I will put my nerd credentials on the table and say that museum is my favorite public space on god’s earth. The first time I heard that about you, I got googly eyes, for sure. “Oh My God, he worked at the Met!”
Russell Lord: (laughing.)
JB: What does it mean to be a fellow? Does that mean your job had a limited scope, or time horizon? What was that phase like for you, in addition to those specific logistical questions?
RL: The fellows program at the Met has two categories: pre-doctoral and post-doctoral fellows. You apply when you are working on a dissertation, and ostensibly the Met pays you a lump sum of money to continue doing research, using their resources to do that research.
In order to be awarded a fellowship, it behooves you to be working on a topic that their collections are rich in, or have some effect on.
RL: They have a lot of really early photography material that I was interested in looking at. But perhaps even more importantly, they have this incredible History of Photography library. They have a copy of Daguerre’s manual, for example. I think they might even have an early copy of Talbot’s treatise, the one that I just described.
That’s why I was awarded the fellowship. It is a fixed duration position, for one year, and I got renewed for a second. Partly because I found, when I got there, that there was even more to learn from than I had ever anticipated. So I applied for the renewal, and received an extension.

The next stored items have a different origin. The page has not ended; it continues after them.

//! Auxiliary native bridges used by the launcher UI around a launch.
//!
//! Each function here is the plain-Rust half of a JNI export in
//! [`crate::jni_abi`], so it can be exercised without a VM.

use std::ffi::{CString, c_char, c_int};
use std::sync::atomic::{AtomicI64, Ordering};

use jrebridge_core::argv::ArgumentVector;
use jrebridge_core::config::{DYNAMIC_LINKER_LIBRARY, LIBRARY_PATH_SYMBOLS, MAIN_SYMBOL};
use jrebridge_core::{LaunchError, ResolutionError};
use log::{debug, error};

use crate::error::BridgeError;
use crate::loader::{Library, resolve};
use crate::{errno_abi, trap};

/// `int (*)(JNIEnv *)` exported by libraries that register natives for one class.
pub type RegisterNativesFn = unsafe extern "C" fn(*mut jni::sys::JNIEnv) -> c_int;
/// `void (*)(const char *)` linker namespace path updater.
pub type LibraryPathUpdateFn = unsafe extern "C" fn(*const c_char);
/// `int main(int, char **)`.
pub type MainFn = unsafe extern "C" fn(c_int, *mut *mut c_char) -> c_int;

// ---------------------------------------------------------------------------
// Rendering surface exchange
// ---------------------------------------------------------------------------

static BRIDGE_SURFACE: AtomicI64 = AtomicI64::new(0);

/// Publish the rendering surface handle. Last writer wins.
pub fn set_bridge_surface(handle: i64) {
    BRIDGE_SURFACE.store(handle, Ordering::Relaxed);
}

#[must_use]
pub fn bridge_surface() -> i64 {
    BRIDGE_SURFACE.load(Ordering::Relaxed)
}

// ---------------------------------------------------------------------------
// Native registration relay
// ---------------------------------------------------------------------------

/// Find `symbol` among loaded global symbols and let it register its natives.
///
/// # Safety
///
/// `env` must be the calling thread's valid `JNIEnv`, and `symbol` must have
/// the [`RegisterNativesFn`] signature.
pub unsafe fn register_natives(
    symbol: &str,
    env: *mut jni::sys::JNIEnv,
) -> Result<i32, ResolutionError> {
    // SAFETY: forwarded caller contract on the signature.
    let entry = unsafe { resolve::<RegisterNativesFn>(Library::process(), symbol) }
        .inspect_err(|err| {
            error!(target: "jrebridge", symbol = symbol, details = err.diagnostic(); "dlsym failed");
        })?;
    // SAFETY: forwarded caller contract on `env`.
    let status = unsafe { (entry.function())(env) };
    debug!(target: "jrebridge", symbol = symbol, exit_code = status; "natives registered");
    Ok(status)
}

// ---------------------------------------------------------------------------
// Library search path
// ---------------------------------------------------------------------------

/// Push `path` into the dynamic linker's search path.
pub fn update_library_path(path: &str) -> Result<(), ResolutionError> {
    let c_path = CString::new(path).map_err(|_| ResolutionError::InvalidName {
        name: path.to_string(),
    })?;
    let libdl = Library::open(DYNAMIC_LINKER_LIBRARY, libc::RTLD_LAZY)
        .inspect_err(|err| error!(target: "jrebridge", "dlopen libdl.so failed: {err}"))?;

    let updater = find_path_updater(&libdl);
    if let Ok(update) = updater {
        // SAFETY: the updater copies the NUL-terminated path before returning.
        unsafe { update(c_path.as_ptr()) };
        debug!(target: "jrebridge", "linker search path set to {path}");
    }
    libdl.close();
    updater.map(|_| ())
}

fn find_path_updater(libdl: &Library) -> Result<LibraryPathUpdateFn, ResolutionError> {
    let [primary, fallback] = LIBRARY_PATH_SYMBOLS;
    // SAFETY: both exports share the LibraryPathUpdateFn signature.
    unsafe { libdl.function::<LibraryPathUpdateFn>(primary) }
        .or_else(|_| unsafe { libdl.function::<LibraryPathUpdateFn>(fallback) })
        .inspect_err(|err| {
            error!(
                target: "jrebridge",
                symbol = primary, details = err.diagnostic();
                "Error getting linker path updater"
            );
        })
}

// ---------------------------------------------------------------------------
// Library probe / working directory
// ---------------------------------------------------------------------------

/// Load `name` with global visibility. A library that exports the runtime's
/// fault handler also arms the trap relay's delegation.
pub fn probe_library(name: &str) -> bool {
    match Library::open_launcher(name) {
        Ok(library) => {
            trap::attach_from(&library);
            true
        }
        Err(err) => {
            error!(target: "jrebridge", "dlopen {name} failed: {err}");
            false
        }
    }
}

/// `chdir(2)`; returns the OS status code.
#[must_use]
pub fn change_directory(path: &str) -> i32 {
    let Ok(c_path) = CString::new(path) else {
        return -1;
    };
    // SAFETY: NUL-terminated path valid for the call.
    let rc = unsafe { libc::chdir(c_path.as_ptr()) };
    if rc != 0 {
        debug!(target: "jrebridge", errno = errno_abi::errno(), details = path; "chdir failed");
    }
    rc
}

// ---------------------------------------------------------------------------
// In-process executable
// ---------------------------------------------------------------------------

/// Load the executable at `args[0]` as a library and run its `main` with `args`.
///
/// The executable stays loaded afterwards.
pub fn execute_binary(args: &[String]) -> Result<i32, BridgeError> {
    let path = args.first().ok_or(LaunchError::EmptyArguments)?;
    let binary = Library::open(path, libc::RTLD_LAZY)?;
    // SAFETY: `main` of a C executable has the MainFn signature.
    let main = unsafe { binary.function::<MainFn>(MAIN_SYMBOL) }?;
    let mut argv = ArgumentVector::build(args)?;
    // SAFETY: argv is a valid, null-terminated vector for the call.
    let status = unsafe { main(argv.argc(), argv.as_mut_ptr()) };
    debug!(target: "jrebridge", symbol = MAIN_SYMBOL, exit_code = status; "{path} returned");
    Ok(status)
}

#[cfg(test)]
mod tests {
    use super::*;

    #[test]
    fn surface_is_last_writer_wins() {
        set_bridge_surface(0x7f00_1000);
        set_bridge_surface(0x7f00_2000);
        assert_eq!(bridge_surface(), 0x7f00_2000);
        set_bridge_surface(0);
        assert_eq!(bridge_surface(), 0);
    }

    #[test]
    fn execute_binary_requires_a_program() {
        let err = execute_binary(&[]).unwrap_err();
        assert!(matches!(
            err,
            BridgeError::Launch(LaunchError::EmptyArguments)
        ));
    }

    #[test]
    fn interior_nul_path_fails_cleanly() {
        assert_eq!(change_directory("/tmp\0/x"), -1);
        assert!(matches!(
            update_library_path("/data\0/lib"),
            Err(ResolutionError::InvalidName { .. })
        ));
    }
}
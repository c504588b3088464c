// JNI exports receive raw JNIEnv/object handles from the VM; the `jni` crate
// wrappers carry the invariants, so per-function safety docs would be noise.
#![allow(clippy::missing_safety_doc)]
//! # jrebridge
//!
//! Native boundary between a managed Android process and an embedded JRE that
//! is loaded at run time.
//!
//! # Architecture
//!
//! ```text
//! Java caller -> jni_abi export -> launch::Launcher
//!                                   |-> trap::install (relay every catchable signal)
//!                                   |-> loader::resolve (libjli.so / JLI_Launch)
//!                                   |-> argv::ArgumentVector (core)
//!                                   `-> JLI_Launch(...) blocks until the JRE exits
//! ```
//!
//! A trap raised while the JRE runs is offered to the JRE's own
//! `JVM_handle_linux_signal` when one has been attached, otherwise it is
//! chained to the handler that was registered before the relay, and the
//! process exits.

pub mod bridge;
pub mod errno_abi;
pub mod error;
pub mod jni_abi;
pub mod launch;
pub mod loader;
pub mod logging;
pub mod trap;

pub use error::BridgeError;
pub use launch::{DynamicResolver, EntryResolver, LaunchOptions, Launcher, launch};
pub use loader::{Library, ResolvedEntry, resolve};
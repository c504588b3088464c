//! JNI exports consumed by the launcher's Java classes.
//!
//! Symbol names are fixed by the Java package and class that declare the
//! `native` methods; the version script keeps only `Java_*` exported.

use jni::JNIEnv;
use jni::objects::{JClass, JObjectArray, JString};
use jni::sys::{JNI_FALSE, JNI_TRUE, jboolean, jint, jlong};
use log::error;

use crate::bridge;
use crate::error::BridgeError;
use crate::launch::{self, LOG_TARGET};
use crate::logging;
use jrebridge_core::LaunchError;

const UNSATISFIED_LINK_ERROR: &str = "java/lang/UnsatisfiedLinkError";

/// Copy a `String[]` out of the VM, one `read` per element. A null array
/// reads as empty.
fn read_array<T>(
    env: &mut JNIEnv<'_>,
    array: &JObjectArray<'_>,
    read: impl Fn(&mut JNIEnv<'_>, &JString<'_>) -> Result<T, BridgeError>,
) -> Result<Vec<T>, BridgeError> {
    if array.is_null() {
        return Ok(Vec::new());
    }
    let len = env.get_array_length(array)?;
    let mut out = Vec::with_capacity(usize::try_from(len).unwrap_or(0));
    for index in 0..len {
        let element = JString::from(env.get_object_array_element(array, index)?);
        let value = read(&mut *env, &element)?;
        env.delete_local_ref(element)?;
        out.push(value);
    }
    Ok(out)
}

fn read_string(env: &mut JNIEnv<'_>, value: &JString<'_>) -> Result<String, BridgeError> {
    Ok(env.get_string(value)?.into())
}

/// The string's modified UTF-8 bytes as the VM hands them out. U+0000 stays
/// the two-byte `C0 80` form instead of decoding to a NUL.
fn read_modified_utf8(env: &mut JNIEnv<'_>, value: &JString<'_>) -> Result<Vec<u8>, BridgeError> {
    Ok(env.get_string(value)?.to_bytes().to_vec())
}

/// `int VMLauncher.launchJVM(String[] args)`
#[unsafe(no_mangle)]
pub extern "system" fn Java_com_oracle_dalvik_VMLauncher_launchJVM<'local>(
    mut env: JNIEnv<'local>,
    _class: JClass<'local>,
    args: JObjectArray<'local>,
) -> jint {
    logging::init();
    if args.is_null() {
        error!(target: LOG_TARGET, "Args array null, returning");
        return LaunchError::EmptyArguments.status();
    }
    let args = match read_array(&mut env, &args, read_modified_utf8) {
        Ok(args) => args,
        Err(err) => {
            error!(target: LOG_TARGET, "reading args failed: {err}");
            return err.status();
        }
    };
    launch::launch(&args).unwrap_or_else(|err| err.status())
}

/// `void JREUtils.setupBridgeSurfaceAWT(long surface)`
#[unsafe(no_mangle)]
pub extern "system" fn Java_net_kdt_pojavlaunch_utils_JREUtils_setupBridgeSurfaceAWT<'local>(
    _env: JNIEnv<'local>,
    _class: JClass<'local>,
    surface: jlong,
) {
    bridge::set_bridge_surface(surface);
}

/// `long Surface.nativeGetBridgeSurfaceAWT()`
#[unsafe(no_mangle)]
pub extern "system" fn Java_android_view_Surface_nativeGetBridgeSurfaceAWT<'local>(
    _env: JNIEnv<'local>,
    _class: JClass<'local>,
) -> jlong {
    bridge::bridge_surface()
}

/// `int OpenJDKNativeRegister.nativeRegisterNatives(String symbol)`
#[unsafe(no_mangle)]
pub extern "system" fn Java_android_os_OpenJDKNativeRegister_nativeRegisterNatives<'local>(
    mut env: JNIEnv<'local>,
    _class: JClass<'local>,
    register_symbol: JString<'local>,
) -> jint {
    logging::init();
    let symbol = match read_string(&mut env, &register_symbol) {
        Ok(symbol) => symbol,
        Err(err) => return err.status(),
    };
    // SAFETY: `env` is this thread's live JNIEnv; registration entry points
    // take exactly a JNIEnv pointer.
    unsafe { bridge::register_natives(&symbol, env.get_raw()) }.unwrap_or(-1)
}

/// `void JREUtils.setLdLibraryPath(String path)`
#[unsafe(no_mangle)]
pub extern "system" fn Java_net_kdt_pojavlaunch_utils_JREUtils_setLdLibraryPath<'local>(
    mut env: JNIEnv<'local>,
    _class: JClass<'local>,
    library_path: JString<'local>,
) {
    logging::init();
    if let Ok(path) = read_string(&mut env, &library_path) {
        // Failures are logged by the bridge; Java sees no exception.
        let _ = bridge::update_library_path(&path);
    }
}

/// `boolean JREUtils.dlopen(String name)`
#[unsafe(no_mangle)]
pub extern "system" fn Java_net_kdt_pojavlaunch_utils_JREUtils_dlopen<'local>(
    mut env: JNIEnv<'local>,
    _class: JClass<'local>,
    name: JString<'local>,
) -> jboolean {
    logging::init();
    match read_string(&mut env, &name) {
        Ok(name) if bridge::probe_library(&name) => JNI_TRUE,
        _ => JNI_FALSE,
    }
}

/// `int JREUtils.chdir(String path)`
#[unsafe(no_mangle)]
pub extern "system" fn Java_net_kdt_pojavlaunch_utils_JREUtils_chdir<'local>(
    mut env: JNIEnv<'local>,
    _class: JClass<'local>,
    path: JString<'local>,
) -> jint {
    match read_string(&mut env, &path) {
        Ok(path) => bridge::change_directory(&path),
        Err(err) => err.status(),
    }
}

/// `int JREUtils.executeBinary(String[] args)`
#[unsafe(no_mangle)]
pub extern "system" fn Java_net_kdt_pojavlaunch_utils_JREUtils_executeBinary<'local>(
    mut env: JNIEnv<'local>,
    _class: JClass<'local>,
    args: JObjectArray<'local>,
) -> jint {
    logging::init();
    let result = read_array(&mut env, &args, read_string).and_then(|args| bridge::execute_binary(&args));
    match result {
        Ok(status) => status,
        Err(BridgeError::Resolution(err)) => {
            error!(target: "jrebridge", "Error: {err}");
            // A failed throw leaves a pending exception of its own.
            let _ = env.throw_new(UNSATISFIED_LINK_ERROR, err.diagnostic());
            -1
        }
        Err(err) => {
            error!(target: "jrebridge", "Error: {err}");
            err.status()
        }
    }
}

JB: They brought you there as a scholar, basically?
RL: Yes. You were assigned to a home department, but I think if you say, “I want to work with the photography department,” they will bring someone from the photography department to evaluate your application. I had done research at the Met on other occasions, and I knew there was a lot there, so I made sure I listed specific things that I was interested in looking at.
Ultimately, when you get there, you might help out in the department from time to time, but you are there to work on your project. True to the rest of my career, I took on a lot more than that. I did get some amazing research done on my dissertation, and some writing too. I presented two chapters from my dissertation, one each year, in their fellow’s colloquium, that they put together.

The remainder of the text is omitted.